City + Citizen News

Building A Culture Of Health: Part 5

Friday, November 13

Smoking Reduction Task Force Making A Difference


Note: On Oct. 28, Spartanburg was named a 2015 winner of the Robert Wood Johnson Foundation’s Culture of Health Prize. In becoming one of just eight communities nationwide to earn the designation out of more than 300 applicants, Spartanburg was recognized by the leading health philanthropy in the country for its years of work in addressing health outcomes countywide. While this work has brought dozens of organizations and hundreds of people together, the effort has coalesced around five broad areas: Active Living/Healthy Eating, Access To Care, Behavioral Health, Healthy Birth Outcomes, and Smoking Reduction.


This week we will share what we hope will be a concise yet informative five-part look at the progress that has been made over the past several years in each of these five focus areas. At the end of the week, we will then share a link to an online poll that will allow the public to decide which of the five focus areas will receive the $25,000 award that came with the Culture of Health Prize.

In this part, we look at Access To Care. Also, read Part 1: Active Living/Healthy Eating, Part 2: Access To CarePart 3: Healthy Babies/Improving Birth Outcomes and Part 4: Behavioral Health.

Reducing Tobacco Use


In a state that has long had one of the nation’s highest rates of heart disease and cancer, Spartanburg County has had one of the highest rates of heart disease and cancer in South Carolina. While there are many factors that contribute to heart disease and cancer, tobacco use is a primary culprit.


That’s why so much effort has been focused on reducing smoking over the past several years. And those efforts are starting to show some results. The approach to reducing tobacco use has been multi-pronged, starting with implementing several tobacco education programs for youth and cessation programs for adults. AccessHealth Spartanburg has integrated the South Carolina Quit Line into all of its case management and services to patients and to date has referred more than 700 clients to the smoking cessation program.


And understanding how policies and environments affect individual behavior, the task force has worked closely with the SC Tobacco Free Coalition to advocate for tobacco-free environments. In Spartanburg, the Coalition has identified 27 municipalities, public schools, and colleges/universities to implement tobacco free policies or ordinances. To date, 10 of those sites have become tobacco-free environments.

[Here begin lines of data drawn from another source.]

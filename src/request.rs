//! Request view used by the strategy: cookies, query, headers, and the
//! externally visible URL behind a reverse proxy.

use axum::http::request::Parts;
use axum::http::{HeaderMap, Uri, header};
use url::Url;

/// Marker extension set by the server when the connection itself is TLS.
#[derive(Debug, Clone, Copy)]
pub struct EncryptedConnection;

/// What the strategy may look at on an inbound request.
#[derive(Debug, Clone)]
pub struct AuthRequest {
    uri: Uri,
    headers: HeaderMap,
    encrypted: bool,
}

impl AuthRequest {
    pub fn new(uri: Uri, headers: HeaderMap) -> Self {
        let encrypted = uri.scheme_str() == Some("https");
        Self {
            uri,
            headers,
            encrypted,
        }
    }

    pub fn from_parts(parts: &Parts) -> Self {
        let mut request = Self::new(parts.uri.clone(), parts.headers.clone());
        if parts.extensions.get::<EncryptedConnection>().is_some() {
            request.encrypted = true;
        }
        request
    }

    pub fn with_encrypted(mut self, encrypted: bool) -> Self {
        self.encrypted = encrypted;
        self
    }

    pub fn headers(&self) -> &HeaderMap {
        &self.headers
    }

    pub fn header(&self, name: &str) -> Option<&str> {
        self.headers.get(name).and_then(|v| v.to_str().ok())
    }

    /// Path plus query string as received.
    pub fn path_and_query(&self) -> &str {
        self.uri.path_and_query().map(|pq| pq.as_str()).unwrap_or("")
    }

    /// First value of a query parameter, percent-decoded.
    pub fn query_param(&self, name: &str) -> Option<String> {
        let query = self.uri.query()?;
        url::form_urlencoded::parse(query.as_bytes())
            .find(|(key, _)| key == name)
            .map(|(_, value)| value.into_owned())
    }

    /// Value of cookie `name` across all `Cookie` headers.
    pub fn cookie(&self, name: &str) -> Option<String> {
        self.headers
            .get_all(header::COOKIE)
            .iter()
            .filter_map(|v| v.to_str().ok())
            .find_map(|raw| parse_cookie(raw, name))
            .map(String::from)
    }

    /// The URL the client actually requested, honouring proxy headers.
    pub fn original_url(&self) -> String {
        let forwarded_https = self
            .header("x-forwarded-proto")
            .map(|p| first_entry(p).eq_ignore_ascii_case("https"))
            .unwrap_or(false);
        let scheme = if self.encrypted || forwarded_https {
            "https"
        } else {
            "http"
        };

        let host = self
            .header("x-forwarded-host")
            .map(first_entry)
            .filter(|h| !h.is_empty())
            .or_else(|| self.header(header::HOST.as_str()))
            .or_else(|| self.uri.authority().map(|a| a.as_str()))
            .unwrap_or("");

        let forwarded_port = self
            .header("x-forwarded-port")
            .map(first_entry)
            .filter(|p| !p.is_empty());

        match forwarded_port {
            Some(port) => format!(
                "{scheme}://{}:{port}{}",
                strip_port(host),
                self.path_and_query()
            ),
            None => format!("{scheme}://{host}{}", self.path_and_query()),
        }
    }

    /// Post-login return address: the configured callback (resolved
    /// against the original URL when relative) or the original URL itself.
    pub fn return_url(&self, callback_url: Option<&str>) -> String {
        let original = self.original_url();
        let Some(callback) = callback_url else {
            return original;
        };
        if Url::parse(callback).is_ok() {
            return callback.to_string();
        }
        Url::parse(&original)
            .and_then(|base| base.join(callback))
            .map(String::from)
            .unwrap_or_else(|_| callback.to_string())
    }
}

fn first_entry(value: &str) -> &str {
    value.split(',').next().unwrap_or("").trim()
}

/// Host without a trailing `:port`. Bracketed IPv6 literals keep their
/// brackets.
fn strip_port(host: &str) -> &str {
    if host.starts_with('[') {
        return match host.find(']') {
            Some(end) => &host[..=end],
            None => host,
        };
    }
    match host.rsplit_once(':') {
        Some((name, port)) if port.bytes().all(|b| b.is_ascii_digit()) => name,
        _ => host,
    }
}

/// Parse a specific cookie from a Cookie header value.
///
/// Best effort: segments without `=` are skipped, whitespace around names
/// and values is trimmed.
pub fn parse_cookie<'a>(header: &'a str, name: &str) -> Option<&'a str> {
    header.split(';').find_map(|part| {
        let (key, value) = part.split_once('=')?;
        (key.trim() == name).then(|| value.trim())
    })
}

#[cfg(test)]
mod tests {
    use super::*;
    use axum::http::{HeaderValue, Request};

    fn request(uri: &str, headers: &[(&'static str, &'static str)]) -> AuthRequest {
        let mut map = HeaderMap::new();
        for (k, v) in headers {
            map.append(*k, HeaderValue::from_static(v));
        }
        AuthRequest::new(uri.parse().unwrap(), map)
    }

    #[test]
    fn test_parse_cookie_found() {
        let header = "iPlanetDirectoryPro=AQIC5w; other=xyz";
        assert_eq!(parse_cookie(header, "iPlanetDirectoryPro"), Some("AQIC5w"));
    }

    #[test]
    fn test_parse_cookie_trims_whitespace() {
        let header = "a=1;   iPlanetDirectoryPro =  tok  ;b=2";
        assert_eq!(parse_cookie(header, "iPlanetDirectoryPro"), Some("tok"));
    }

    #[test]
    fn test_parse_cookie_not_found() {
        assert_eq!(parse_cookie("other=xyz", "iPlanetDirectoryPro"), None);
        assert_eq!(parse_cookie("", "iPlanetDirectoryPro"), None);
    }

    #[test]
    fn test_parse_cookie_malformed_segments_ignored() {
        let header = ";;garbage; =nokey; iPlanetDirectoryPro=tok==";
        assert_eq!(parse_cookie(header, "iPlanetDirectoryPro"), Some("tok=="));
    }

    #[test]
    fn test_parse_cookie_prefix_name_does_not_match() {
        assert_eq!(parse_cookie("iPlanetDirectoryProX=1", "iPlanetDirectoryPro"), None);
    }

    #[test]
    fn test_cookie_across_headers() {
        let req = request(
            "/",
            &[("cookie", "a=1"), ("cookie", "iPlanetDirectoryPro=tok")],
        );
        assert_eq!(req.cookie("iPlanetDirectoryPro").as_deref(), Some("tok"));
        assert_eq!(req.cookie("missing"), None);
    }

    #[test]
    fn test_query_param() {
        let req = request("/login?error=access%20denied&x=1", &[]);
        assert_eq!(req.query_param("error").as_deref(), Some("access denied"));
        assert_eq!(req.query_param("nope"), None);
        assert_eq!(request("/plain", &[]).query_param("error"), None);
    }

    #[test]
    fn test_original_url_behind_proxy() {
        let req = request(
            "/account",
            &[
                ("host", "app.local"),
                ("x-forwarded-proto", "https"),
                ("x-forwarded-host", "public.example,internal.example"),
                ("x-forwarded-port", "8443"),
            ],
        );
        assert_eq!(req.original_url(), "https://public.example:8443/account");
    }

    #[test]
    fn test_original_url_plain() {
        let req = request("/account?tab=2", &[("host", "app.local:3000")]);
        assert_eq!(req.original_url(), "http://app.local:3000/account?tab=2");
    }

    #[test]
    fn test_original_url_encrypted_connection() {
        let req = request("/a", &[("host", "app.local")]).with_encrypted(true);
        assert_eq!(req.original_url(), "https://app.local/a");
    }

    #[test]
    fn test_from_parts_reads_encrypted_marker() {
        let (mut parts, _) = Request::builder()
            .uri("/secure")
            .header("host", "app.local")
            .body(())
            .unwrap()
            .into_parts();
        parts.extensions.insert(EncryptedConnection);
        let req = AuthRequest::from_parts(&parts);
        assert_eq!(req.original_url(), "https://app.local/secure");
    }

    #[test]
    fn test_return_url_variants() {
        let req = request("/account", &[("host", "app.local")]);
        assert_eq!(req.return_url(None), "http://app.local/account");
        assert_eq!(
            req.return_url(Some("https://cb.example/done")),
            "https://cb.example/done"
        );
        assert_eq!(req.return_url(Some("/welcome")), "http://app.local/welcome");
    }

    #[test]
    fn test_forwarded_port_replaces_host_port() {
        let req = request(
            "/account",
            &[("host", "app.local:3000"), ("x-forwarded-port", "8443")],
        );
        let original = req.original_url();
        assert_eq!(original, "http://app.local:8443/account");
        assert!(Url::parse(&original).is_ok());
    }

    #[test]
    fn test_forwarded_port_keeps_ipv6_host() {
        let req = request(
            "/account",
            &[("host", "[::1]:3000"), ("x-forwarded-port", "8443")],
        );
        assert_eq!(req.original_url(), "http://[::1]:8443/account");

        let bare = request("/a", &[("host", "[::1]"), ("x-forwarded-port", "8443")]);
        assert_eq!(bare.original_url(), "http://[::1]:8443/a");
    }

    #[test]
    fn test_relative_callback_with_host_port_and_forwarded_port() {
        let req = request(
            "/account",
            &[("host", "app.local:3000"), ("x-forwarded-port", "8443")],
        );
        assert_eq!(req.return_url(Some("/cb")), "http://app.local:8443/cb");
    }
}
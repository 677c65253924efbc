//! Response DTOs for the demo routes.

use serde::Serialize;

/// GET /health response.
#[derive(Debug, Serialize)]
pub struct HealthResponse {
    pub status: String,
    pub strategies: Vec<String>,
}

/// GET / response.
#[derive(Debug, Serialize)]
pub struct IndexResponse {
    pub links: Vec<String>,
}
//! Help dialog
//!
//! Lists the keyboard shortcuts

use ratatui::{
    style::{Color, Modifier, Style},
    text::{Line, Span},
    widgets::{Block, Borders, Clear, Paragraph, Wrap},
    Frame,
};

use crate::tui::layout::centered_rect;

/// Render the help dialog
pub fn render(frame: &mut Frame) {
    let area = centered_rect(60, 70, frame.area());

    // Clear the background
    frame.render_widget(Clear, area);

    let block = Block::default()
        .title(" Keyboard Shortcuts ")
        .title_style(
            Style::default()
                .fg(Color::Cyan)
                .add_modifier(Modifier::BOLD),
        )
        .borders(Borders::ALL)
        .border_style(Style::default().fg(Color::Cyan));

    let paragraph = Paragraph::new(help_lines())
        .block(block)
        .wrap(Wrap { trim: false });

    frame.render_widget(paragraph, area);
}

fn help_lines() -> Vec<Line<'static>> {
    vec![
        section("Steps"),
        Line::from(""),
        key_line("Enter", "Next step (checks required fields)"),
        key_line("Esc", "Previous step"),
        key_line("Ctrl+R", "Reset the form"),
        Line::from(""),
        section("Fields"),
        Line::from(""),
        key_line("Tab / Down", "Next field"),
        key_line("Shift+Tab / Up", "Previous field"),
        key_line("Left / Right", "Move cursor or change selection"),
        key_line("Space", "Toggle checkbox"),
        key_line("Backspace", "Delete character or clear selection"),
        Line::from(""),
        section("General"),
        Line::from(""),
        key_line("F1", "Show/hide help"),
        key_line("Ctrl+Q / Ctrl+C", "Quit"),
        Line::from(""),
        Line::from(vec![Span::styled(
            "Press Esc or F1 to close",
            Style::default().fg(Color::DarkGray),
        )]),
    ]
}

fn section(title: &'static str) -> Line<'static> {
    Line::from(vec![Span::styled(
        title,
        Style::default()
            .add_modifier(Modifier::BOLD)
            .fg(Color::Yellow),
    )])
}

/// Create a key binding line
fn key_line(key: &'static str, description: &'static str) -> Line<'static> {
    Line::from(vec![
        Span::styled(
            format!("{:>16}", key),
            Style::default()
                .fg(Color::Cyan)
                .add_modifier(Modifier::BOLD),
        ),
        Span::raw("  "),
        Span::raw(description),
    ])
}
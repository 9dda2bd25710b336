//! Terminal User Interface module
//!
//! A ratatui front end for the wizard: one screen per step, toasts for
//! validation errors, and a help overlay.

pub mod app;
pub mod event;
pub mod handler;
pub mod terminal;

// Views
pub mod views;

// Widgets
pub mod widgets;

// Dialogs
pub mod dialogs;

// Layout
pub mod layout;

pub use app::App;
pub use terminal::run_tui;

And despite concerns from some that smoke-free ordinances would have a negative impact on local businesses, the City of Spartanburg found in the year after it adopted the ordinance that restaurant sales were more than 7 percent higher than during the prior year and, on average, more than $1 million more was spent per month in city restaurants than in the year prior to the ordinance. Since the City of Spartanburg has adopted a smoke-free ordinance, three other municipalities in Spartanburg County— Chesnee, Inman and Duncan —have followed suit, a significant move since research shows children in communities with smoke-free ordinances are 44 percent less likely to ever start smoking than children in communities without one.


This task force plans to use the $25,000 from the Culture of Health Prize to develop more education and awareness efforts, specifically around the use of electronic or e-cigarettes. According to a 2014 study, more teens used e-cigarettes in 2014 than tobacco cigarettes or any other tobacco product. E-cigarettes have become so popular among youth, that between 2013 and 2014, the percentage of middle and high school students who use e-cigarettes tripled. Data shows that youth have a low perceived risk in regards to e-cigarettes, and this may be one reason for the dramatic increase in usage.


The task force believes it is critical to educate the community on the dangers e-cigarettes pose to youth, and to establish the percentage of youth in Spartanburg County who use e-cigarettes.